## What the exercise asks
For each entry that follows, produce an exact copy.

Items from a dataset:
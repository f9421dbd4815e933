//! Events plan API server library.
//!
//! Exposes the building blocks (config, state, error handling, routes,
//! photo storage) so integration tests and the binary entrypoint can both
//! access them.

pub mod auth;
pub mod bootstrap;
pub mod config;
pub mod error;
pub mod extract;
pub mod handlers;
pub mod middleware;
pub mod photo_store;
pub mod query;
pub mod response;
pub mod routes;
pub mod state;
//! Handlers for event links.

use axum::extract::{Path, State};
use axum::http::StatusCode;
use axum::Json;
use eventplan_core::error::CoreError;
use eventplan_core::types::DbId;
use eventplan_db::models::link::{CreateLink, EventLink};
use eventplan_db::repositories::LinkRepo;

use crate::error::{AppError, AppResult};
use crate::extract::ValidJson;
use crate::handlers::events::find_event;
use crate::middleware::rbac::RequireEditor;
use crate::response::DataResponse;
use crate::state::AppState;

/// POST /api/v1/events/{id}/links
pub async fn create_link(
    RequireEditor(_user): RequireEditor,
    State(state): State<AppState>,
    Path(event_id): Path<DbId>,
    ValidJson(input): ValidJson<CreateLink>,
) -> AppResult<(StatusCode, Json<DataResponse<EventLink>>)> {
    let input = input.normalized()?;
    find_event(&state.pool, event_id).await?;

    let link = LinkRepo::create(&state.pool, event_id, &input).await?;
    tracing::info!(event_id, link_id = link.id, "Link added");
    Ok((StatusCode::CREATED, Json(DataResponse { data: link })))
}

/// DELETE /api/v1/links/{id}
pub async fn delete_link(
    RequireEditor(_user): RequireEditor,
    State(state): State<AppState>,
    Path(id): Path<DbId>,
) -> AppResult<StatusCode> {
    if !LinkRepo::delete(&state.pool, id).await? {
        return Err(AppError::Core(CoreError::NotFound { entity: "Link", id }));
    }
    tracing::info!(link_id = id, "Link deleted");
    Ok(StatusCode::NO_CONTENT)
}
//! `GET /health`, mounted at the root rather than under `/api/v1`.

use axum::extract::State;
use axum::{routing::get, Json, Router};
use serde::Serialize;

use crate::state::AppState;

#[derive(Serialize)]
pub struct HealthResponse {
    /// `"ok"` when every dependency is reachable, `"degraded"` otherwise.
    pub status: &'static str,
    pub version: &'static str,
    pub db_healthy: bool,
    /// The upload root exists and is a directory.
    pub storage_healthy: bool,
}

async fn health_check(State(state): State<AppState>) -> Json<HealthResponse> {
    let db_healthy = eventplan_db::health_check(&state.pool).await.is_ok();
    let storage_healthy = tokio::fs::metadata(&state.config.upload.upload_dir)
        .await
        .map(|m| m.is_dir())
        .unwrap_or(false);

    if !db_healthy || !storage_healthy {
        tracing::warn!(db_healthy, storage_healthy, "Health check degraded");
    }

    Json(HealthResponse {
        status: if db_healthy && storage_healthy { "ok" } else { "degraded" },
        version: env!("CARGO_PKG_VERSION"),
        db_healthy,
        storage_healthy,
    })
}

pub fn router() -> Router<AppState> {
    Router::new().route("/health", get(health_check))
}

## Solution for this task
repository f9421dbd4815e933
//! Events plan API server library.
//!
//! Exposes the building blocks (config, state, error handling, routes,
//! photo storage) so integration tests and the binary entrypoint can both
//! access them.

pub mod auth;
pub mod bootstrap;
pub mod config;
pub mod error;
pub mod extract;
pub mod handlers;
pub mod middleware;
pub mod photo_store;
pub mod query;
pub mod response;
pub mod routes;
pub mod state;
//! Handlers for event links.

use axum::extract::{Path, State};
use axum::http::StatusCode;
use axum::Json;
use eventplan_core::error::CoreError;
use eventplan_core::types::DbId;
use eventplan_db::models::link::{CreateLink, EventLink};
use eventplan_db::repositories::LinkRepo;

use crate::error::{AppError, AppResult};
use crate::extract::ValidJson;
use crate::handlers::events::find_event;
use crate::middleware::rbac::RequireEditor;
use crate::response::DataResponse;
use crate::state::AppState;

/// POST /api/v1/events/{id}/links
pub async fn create_link(
    RequireEditor(_user): RequireEditor,
    State(state): State<AppState>,
    Path(event_id): Path<DbId>,
    ValidJson(input): ValidJson<CreateLink>,
) -> AppResult<(StatusCode, Json<DataResponse<EventLink>>)> {
    let input = input.normalized()?;
    find_event(&state.pool, event_id).await?;

    let link = LinkRepo::create(&state.pool, event_id, &input).await?;
    tracing::info!(event_id, link_id = link.id, "Link added");
    Ok((StatusCode::CREATED, Json(DataResponse { data: link })))
}

/// DELETE /api/v1/links/{id}
pub async fn delete_link(
    RequireEditor(_user): RequireEditor,
    State(state): State<AppState>,
    Path(id): Path<DbId>,
) -> AppResult<StatusCode> {
    if !LinkRepo::delete(&state.pool, id).await? {
        return Err(AppError::Core(CoreError::NotFound { entity: "Link", id }));
    }
    tracing::info!(link_id = id, "Link deleted");
    Ok(StatusCode::NO_CONTENT)
}
//! `GET /health`, mounted at the root rather than under `/api/v1`.

use axum::extract::State;
use axum::{routing::get, Json, Router};
use serde::Serialize;

use crate::state::AppState;

#[derive(Serialize)]
pub struct HealthResponse {
    /// `"ok"` when every dependency is reachable, `"degraded"` otherwise.
    pub status: &'static str,
    pub version: &'static str,
    pub db_healthy: bool,
    /// The upload root exists and is a directory.
    pub storage_healthy: bool,
}

async fn health_check(State(state): State<AppState>) -> Json<HealthResponse> {
    let db_healthy = eventplan_db::health_check(&state.pool).await.is_ok();
    let storage_healthy = tokio::fs::metadata(&state.config.upload.upload_dir)
        .await
        .map(|m| m.is_dir())
        .unwrap_or(false);

    if !db_healthy || !storage_healthy {
        tracing::warn!(db_healthy, storage_healthy, "Health check degraded");
    }

    Json(HealthResponse {
        status: if db_healthy && storage_healthy { "ok" } else { "degraded" },
        version: env!("CARGO_PKG_VERSION"),
        db_healthy,
        storage_healthy,
    })
}

pub fn router() -> Router<AppState> {
    Router::new().route("/health", get(health_check))
}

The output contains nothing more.